11 Ridiculous Reasons People Sued Fast-Food Chains
Too much ice! Not enough chicken! These customers had all sorts of complaints, and they wanted the offending notable fast-food chains to hear them.
Beyond hot coffee
You can’t talk about fast-food lawsuits without talking about the most infamous of them all: the hot coffee lawsuit. In 1992, 79-year-old Stella Liebeck’s McDonald’s coffee spilled all over her when she was trying to remove the lid. It’s certainly easy to make the “Hot coffee was hot?! No way!” joke when talking about the hot coffee lawsuit, but it was a more serious matter than that criticism suggests. She suffered third-degree burns that required skin grafts, and ended up suing McDonald’s after they neglected to reimburse her $10,000 medical bills. So, despite its notoriety, it really wasn’t that ridiculous—especially when compared to these other seriously wacky and petty fast-food lawsuits. And if you want to know more about the hot coffee lawsuit, here’s how it really went down.
Prices may vary
One of the most recent eyebrow-raising fast-food lawsuits targeted Taco Bell and their parent company, Yum! Brands. In September 2019, a New Jersey couple filed a lawsuit, alleging that they purchased two of Taco Bell’s “$5 Chalupa Craving Boxes” and were charged more than five dollars for each. The total for the two boxes was $12.18, before tax, to be exact. The couple was not happy about what they saw as false advertising. They requested compensation for “the time wasted driving to Taco Bell [and] the gasoline expended to drive their vehicle to the subject Taco Bell,” arguing that it was the $5 price point, advertised in a Taco Bell commercial, that “induced” them to make the trip. The case went to federal court in October, with Taco Bell spokespeople arguing that the commercial they saw contained a “prices may vary” disclaimer.
Ice ice baby
Another rather comical lawsuit targeted coffee behemoth Starbucks for the amount of ice they were putting in their drinks. The plaintiff claimed that Starbucks was loading up their drinks with almost half ice, skimping on the actual coffee. Therefore, consumers were getting far less than the amounts of coffee suggested by the advertised drink sizes.

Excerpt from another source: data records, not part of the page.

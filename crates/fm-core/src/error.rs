//! Typed error definitions for the feed multiplexer.
//!
//! Provides [`FeedError`] for every failure the core can surface. All variants
//! implement `std::error::Error` via `thiserror`, so they integrate with
//! `anyhow::Result` in the runner.
//!
//! Sequence regressions are deliberately absent: a stale update is not an
//! error, it is reported as `false` from
//! [`SequenceGuard::accept`](crate::sequence::SequenceGuard::accept).

use thiserror::Error;
use uuid::Uuid;

/// Domain-specific errors for the feed multiplexer.
#[derive(Debug, Clone, PartialEq, Error)]
pub enum FeedError {
    /// Configuration parsing or validation error.
    #[error("config error: {0}")]
    Config(String),

    /// WebSocket connection, handshake, or communication error.
    ///
    /// Recovered automatically by reconnecting; subscribers only see it as an
    /// error event on their stream.
    #[error("websocket error: {0}")]
    WebSocket(String),

    /// Reconnect budget for one connection was used up inside the window.
    #[error("reconnect attempts exhausted for {url} ({attempts} attempts)")]
    ReconnectExhausted { url: String, attempts: u32 },

    /// An inbound frame could not be decoded.
    #[error("parse error: {0}")]
    Parse(String),

    /// The upstream sent an explicit error frame for a subscription.
    #[error("upstream error: {0}")]
    Upstream(String),

    /// A subscription id is already registered on the same URL.
    #[error("subscription {id} already registered on {url}")]
    DuplicateSubscription { url: String, id: String },

    /// `unsubscribe` was called with an id the broker does not know.
    #[error("Subscriber not found: {0}")]
    SubscriberNotFound(Uuid),

    /// A subscribe request is malformed (e.g. candles without a resolution).
    #[error("invalid subscription request: {0}")]
    InvalidRequest(String),

    /// Candle violates an OHLCV invariant (strict validation only).
    #[error("invalid candle: {0}")]
    InvalidCandle(String),

    /// The historical REST endpoint failed or answered `success: false`.
    #[error("history error: {0}")]
    History(String),

    /// The multiplexer or broker was already shut down.
    #[error("shut down")]
    Shutdown,
}

impl From<serde_json::Error> for FeedError {
    fn from(e: serde_json::Error) -> Self {
        Self::Parse(e.to_string())
    }
}

/// Convenience alias used across the core crates.
pub type Result<T> = std::result::Result<T, FeedError>;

But the judge ruled that the argument held no water (so to speak). When the case was dismissed, U.S. District Judge Percy Anderson summed it up pretty well: He said that “a reasonable consumer” ordering an iced drink knows “that the drink they receive will include both ice and tea.” Go figure. A Starbucks spokesperson also claimed that their employees will happily re-prepare the drink of anyone dissatisfied with the ice-to-drink ratio. Who knew ice was one of the strange, silly things that can get you sued?!
Not so happy
Yes, this really happened: A father sued McDonald’s for marketing Happy Meals to children. You know, Happy Meals that are basically synonymous with kids’ meals. It is a little more complicated than that—but not much. Antonio Bramante, a resident of Quebec, was a regular at McDonald’s, usually bringing at least one of his young children with him on his visits. His complaint? The Happy Meal advertisements were deliberately situated right at children’s eye level, with their collectible toys in full display. So his kids would naturally start begging for a Happy Meal so that they could get a new toy, and Bramante would feel “pressured” to comply—but not by his kids. By McDonald’s. Questionable parenting tactics aside, Canada does have a law prohibiting advertising to children under 13. There are exceptions for store windows, children’s magazines, and advertisements for live kid-oriented shows. Bramante claimed that McDonald’s did not count as one of these exceptions; McDonald’s claimed that it did. A Quebec judge declared the suit valid, but no ruling has been reached yet. Canada might have this advertising rule, but they’re not one of the countries that have banned McDonald’s altogether.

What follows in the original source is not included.